I- A mera intenção verbal de doar a outrém uma verba, ainda que comentada pelo próprio, publicamente, não constitui uma verdadeira proposta ou promessa de doação. II- A proposta de doação caduca se não for aceite pelo donatário em vida doador(artº945-l do CC). III-Não constando tal aceitação de documento escrito, ela só se tem por ocorrida, se tiver havido tradição da coisa doada para o donatário (nº2 e 3 do cit. artº945). IV- A promessa pública a que se alude no artº459 do CC, não se confunde com uma proposta de doação, pois a primeira é um negócio unilateral, dirigido a pessoas incertas ou indeterminadas, feita mediante anúncio público e a segunda uma proposta negocial, dependente, portanto, de aceitação do seu destinatário.
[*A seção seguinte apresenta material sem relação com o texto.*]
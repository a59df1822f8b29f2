use std::fmt;

/// A span of source text.
///
/// `start` and `end` are character offsets into the source, `line` and `col`
/// point at the first character of the span. Tokens which are not backed by
/// source text (the end-of-file marker) use [`Position::EOF`].
#[derive(Copy, Clone, Debug, PartialEq, Eq, Hash)]
pub struct Position {
    start: isize,
    end: isize,
    line: isize,
    col: isize,
}

impl Position {
    pub const EOF: Position = Position::new(-1, -1, -1, -1);

    pub const fn new(start: isize, end: isize, line: isize, col: isize) -> Self {
        Self { start, end, line, col }
    }

    /// The span of a single character token, where `start == end`.
    pub const fn from_single(pos: isize, line: isize, col: isize) -> Self {
        Self::new(pos, pos, line, col)
    }

    /// Covers everything from the start of `first` to the end of `last`,
    /// anchored at the line and column of `first`.
    pub fn span(first: Position, last: Position) -> Self {
        Self::new(first.start, last.end, first.line, first.col)
    }

    pub fn start(&self) -> isize {
        self.start
    }

    pub fn end(&self) -> isize {
        self.end
    }

    pub fn line(&self) -> isize {
        self.line
    }

    pub fn col(&self) -> isize {
        self.col
    }

    pub fn is_eof(&self) -> bool {
        *self == Self::EOF
    }
}

impl Default for Position {
    fn default() -> Self {
        Self::EOF
    }
}

impl fmt::Display for Position {
    fn fmt(&self, f: &mut fmt::Formatter) -> fmt::Result {
        if self.is_eof() {
            write!(f, "end of file")
        } else {
            write!(f, "line {}, column {}", self.line, self.col)
        }
    }
}
fn descend(
    dev: &Device,
    info: &mut FlushInfo,
    stack: &mut Vec<(Frame, Phase)>,
    frame: &Frame,
    flags: FlushFlags,
    depth_limit: usize,
) {
    info.visited += 1;
    let chain = &frame.chain;

    if !frame.top {
        let Some(parent) = frame.parent.as_ref() else {
            return;
        };
        // Structural race: the child moved while we walked the snapshot.
        if !chain.parent_is(Some(parent)) {
            tracing::warn!(
                target: "cfs::flush",
                key = chain.key().0,
                "child reparented during flush scan; skipping"
            );
            return;
        }
        let err = chain.error();
        if !err.is_ok() {
            tracing::warn!(
                target: "cfs::flush",
                key = chain.key().0,
                error = %err,
                "skipping errored chain in flush scan"
            );
            info.error |= err;
            return;
        }
        if parent.flags().contains(ChainFlags::DESTROY) {
            chain.set_flags(ChainFlags::DESTROY);
        }
        // Inode-index entries on a namespace root only flush with the
        // filesystem-wide sync; re-mark the root so that sync finds them.
        let pbref = parent.bref();
        if pbref.is_pfsroot()
            && pbref.typ == BrefType::Inode
            && !chain.flags().contains(ChainFlags::DESTROY)
            && !flags.contains(FlushFlags::FSSYNC)
            && !dev.policy().inode_index_visible(chain.key())
        {
            if chain.flags().intersects(ChainFlags::FLUSH_MASK) {
                parent.setflush();
            }
            return;
        }
    }

    let cflags = chain.flags();
    if !cflags.intersects(ChainFlags::FLUSH_MASK) {
        return;
    }

    // Boundary stops apply to mounted namespaces only, never to the top
    // chain of the pass.
    if cflags.contains(ChainFlags::PFSBOUNDARY)
        && !flags.contains(FlushFlags::ALL)
        && !frame.top
        && chain.in_mounted_pfs()
    {
        if cflags.intersects(ChainFlags::ONFLUSH | ChainFlags::DESTROY | ChainFlags::MODIFIED) {
            if let Some(parent) = frame.parent.as_ref() {
                parent.setflush();
            }
        }
        return;
    }
    if chain.bref_type() == BrefType::Inode
        && flags.contains(FlushFlags::INODE_STOP)
        && !flags.contains(FlushFlags::ALL)
        && !frame.top
        && chain.in_mounted_pfs()
    {
        return;
    }

    if frame.depth >= depth_limit {
        tracing::warn!(
            target: "cfs::flush",
            depth = frame.depth,
            "flush depth budget exceeded; subtree left dirty"
        );
        info.error |= ErrorMask::TOO_DEEP;
        chain.setflush();
        return;
    }

    if cflags.intersects(ChainFlags::ONFLUSH | ChainFlags::DESTROY) {
        chain.clear_flags(ChainFlags::ONFLUSH);
        stack.push((
            frame.clone(),
            Phase::Commit {
                rescanned: false,
                error_stash: info.error,
            },
        ));
        info.error = ErrorMask::NONE;
        push_children(stack, frame);
    } else {
        // Only this chain's own state is dirty; nothing below to search.
        stack.push((
            frame.clone(),
            Phase::Commit {
                rescanned: true,
                error_stash: info.error,
            },
        ));
        info.error = ErrorMask::NONE;
    }
}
V- Não existindo doação ou qualquer outro negócio ou obrigação jurídica válida e eficaz, assumida pelo "de cujus", que impusesse aos herdeiros o seu cumprimento pelas forças da herança, não pode o donativo espontaneamente entregue por aqueles à Santa Casa, em respeito pela conhecida vontade do falecido e na convicção de cumprimento de um dever moral, ser considerado como encargo da herança, nos termos do artº28 do CSISSD. VI- Nem todos os deveres de ordem moral ou social relevam para o conceito de obrigação natural, que abrange apenas aqueles, cujo cumprimento corresponde a uma ideia de justiça e não a um simples pensamento de piedade, caridade, cavalheirismo, ou simples motivo ou dever cívico de utilidade pública.